# Building a Database for Crime Reports

Using the data from `boston.csv`, a complication of crimes that occurred in Boston, we will construct a functional database with role permissions with `readonly` access for data analysts and `readwrite` for data scientists . 

Description of the data set by column:
- `incident_number`: instance identifier of the crime
- `offense_code`: numeric code type of the crime
- `description`: brief of the crime committed
- `date` & `day_of_the_week`: when the crime happened
- `lat` & `long`: location of the crime with latitude and longitude coordinates

## Creating the database and schema

First we will build a database called `crime_db` by connecting to our existing database `dq`.

In [8]:
import psycopg2
#conn.close()
conn = psycopg2.connect("dbname=dq user=dq")
# set autocommit to True to create database
conn.autocommit = True
cur = conn.cursor()
cur.execute("CREATE DATABASE crime_db;")
conn.autocommit = False
conn.close()

Next we will create a schema named `crimes` for storing the tables of crime data. 

In [9]:
conn = psycopg2.connect("dbname=crime_db user=dq")
cur = conn.cursor()
cur.execute("CREATE SCHEMA crimes;")
conn.commit()

## Obtain the column names and sample first row

By obtaining the column headers and first row of data as variables, we can more easily explore the data and build the table.

In [10]:
import csv
with open("boston.csv") as file:
    reader = csv.reader(file)
    col_headers = next(reader)
    first_row = next(reader)

## Analyzing the column values

Identifying the proper datatypes for each column will be essential before building our table.
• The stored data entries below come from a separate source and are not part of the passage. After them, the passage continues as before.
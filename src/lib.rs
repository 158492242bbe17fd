pub mod config;
pub mod db;
pub mod sessions;
pub mod settings;
pub mod snapshot_store;
pub mod sync;
pub mod timer;
mod utils;

use std::{io::Write, sync::Arc};

use anyhow::Context;
use log::{info, warn};
use tokio::{
    io::{AsyncBufReadExt, BufReader},
    sync::broadcast,
    time::Duration,
};

use config::{debug_enabled, AppPaths};
use db::Database;
use sessions::spawn_session_writer;
use settings::SettingsStore;
use snapshot_store::FileSnapshotStore;
use sync::{ChangeNotifier, PollingNotifier};
use timer::{
    commands::{self, Command},
    TimerController, TimerEvent,
};

/// How often the snapshot file is checked for writes by other processes.
const SNAPSHOT_POLL_INTERVAL: Duration = Duration::from_millis(500);
const EVENT_CHANNEL_CAPACITY: usize = 128;

pub(crate) struct AppState {
    pub(crate) db: Database,
    pub(crate) timer: TimerController,
    pub(crate) settings: Arc<SettingsStore>,
}

pub async fn run() -> anyhow::Result<()> {
    // Reads RUST_LOG; FOCUS_TIMER_DEBUG only moves the default.
    let default_level = if debug_enabled() {
        log::LevelFilter::Debug
    } else {
        log::LevelFilter::Info
    };
    env_logger::Builder::new()
        .filter_level(default_level)
        .parse_default_env()
        .init();

    info!("Focus timer starting up...");

    let paths = AppPaths::from_env()?;
    paths.ensure()?;
    info!("Data directory: {}", paths.data_dir().display());

    let settings = Arc::new(SettingsStore::new(paths.settings_file())?);
    let database = Database::new(paths.database_file())?;

    let (events, _) = broadcast::channel(EVENT_CHANNEL_CAPACITY);
    let (queue, writer) = spawn_session_writer(database.clone(), events.clone());

    let snapshot_file = FileSnapshotStore::new(paths.snapshot_file());
    let notifier = Arc::new(PollingNotifier::spawn(
        snapshot_file.clone(),
        SNAPSHOT_POLL_INTERVAL,
    ));

    let controller = TimerController::for_surface(
        settings.clone(),
        Arc::new(snapshot_file),
        Arc::new(queue),
        notifier.clone() as Arc<dyn ChangeNotifier>,
        events,
    )
    .await;
    controller.mount().await;

    let state = AppState {
        db: database,
        timer: controller.clone(),
        settings,
    };

    let printer = tokio::spawn(print_events(controller.subscribe()));

    println!("{}", commands::describe(&controller.snapshot().await));
    println!("Type 'help' for commands.");
    repl(&state).await?;

    controller.shutdown().await;
    notifier.shutdown().await;
    printer.abort();

    // The controller holds the last queue handle; dropping the state lets the
    // writer drain and exit.
    drop(state);
    drop(controller);
    if let Err(err) = writer.await {
        warn!("Session writer ended abnormally: {err}");
    }

    info!("Focus timer shut down");
    Ok(())
}

async fn repl(state: &AppState) -> anyhow::Result<()> {
    let mut lines = BufReader::new(tokio::io::stdin()).lines();

    loop {
        prompt();
        let line = tokio::select! {
            line = lines.next_line() => line.context("Failed to read from stdin")?,
            _ = tokio::signal::ctrl_c() => None,
        };
        let Some(line) = line else {
            break;
        };

        let command = match Command::parse(&line) {
            Ok(Some(command)) => command,
            Ok(None) => continue,
            Err(err) => {
                println!("{err}");
                continue;
            }
        };

        let quit = command == Command::Quit;
        match commands::execute(state, command).await {
            Ok(reply) => println!("{reply}"),
            Err(err) => println!("Error: {err:#}"),
        }
        if quit {
            break;
        }
    }
    Ok(())
}

fn prompt() {
    print!("> ");
    let _ = std::io::stdout().flush();
}

async fn print_events(mut rx: broadcast::Receiver<TimerEvent>) {
    loop {
        match rx.recv().await {
            Ok(TimerEvent::PhaseCompleted {
                finished,
                next,
                chime,
            }) => {
                let bell = if chime { "\x07" } else { "" };
                match next {
                    Some(next) => println!(
                        "\n{bell}{} finished, {} next",
                        finished.label(),
                        next.label()
                    ),
                    None => println!("\n{bell}{} finished", finished.label()),
                }
                prompt();
            }
            Ok(TimerEvent::SessionRecorded { session }) => {
                log::debug!(
                    "Recorded {}s for {}",
                    session.record.duration_sec,
                    session.record.project_id
                );
            }
            Ok(TimerEvent::StateChanged { .. }) => {}
            Err(broadcast::error::RecvError::Lagged(_)) => continue,
            Err(broadcast::error::RecvError::Closed) => break,
        }
    }
}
So we shall construct a function to do this work for us.

In [11]:
def get_col_value_set(csv_filename, col_index):
    values = set()
    with open(csv_filename, 'r') as f:
        next(f)
        reader = csv.reader(f)
        for row in reader:
            values.add(row[col_index])
    return values

for i in range(len(col_headers)):
    values = get_col_value_set("boston.csv", i)
    print(col_headers[i], len(values), sep='\t')

incident_number	298329
offense_code	219
description	239
date	1177
day_of_the_week	7
lat	18177
long	18177


Next let's use our `get_col_value_set()` function to get a set of text elements and determine which is the longest. Since `Wednesday` is known to be the longest of the `day_of_the_week` column, we shall focus our efforts on the `description` column.

In [12]:
# print the column headers to determine index value of description
print(col_headers)

['incident_number', 'offense_code', 'description', 'date', 'day_of_the_week', 'lat', 'long']


In [13]:
descriptions = get_col_value_set("boston.csv", 2)
max_len = 0
for d in descriptions:
    max_len = max(max_len, len(d))
print(max_len)

58


Before we move forward, let's take another look at our column headers and the datatypes of the first row:

In [14]:
print(col_headers)
print(first_row)

['incident_number', 'offense_code', 'description', 'date', 'day_of_the_week', 'lat', 'long']
['1', '619', 'LARCENY ALL OTHERS', '2018-09-02', 'Sunday', '42.35779134', '-71.13937053']


## Creating the table

Based on our observations from above, we will use the type `INTEGER` for both `incident_number` and `offense_code`. `incident_number` will serve as our primary key.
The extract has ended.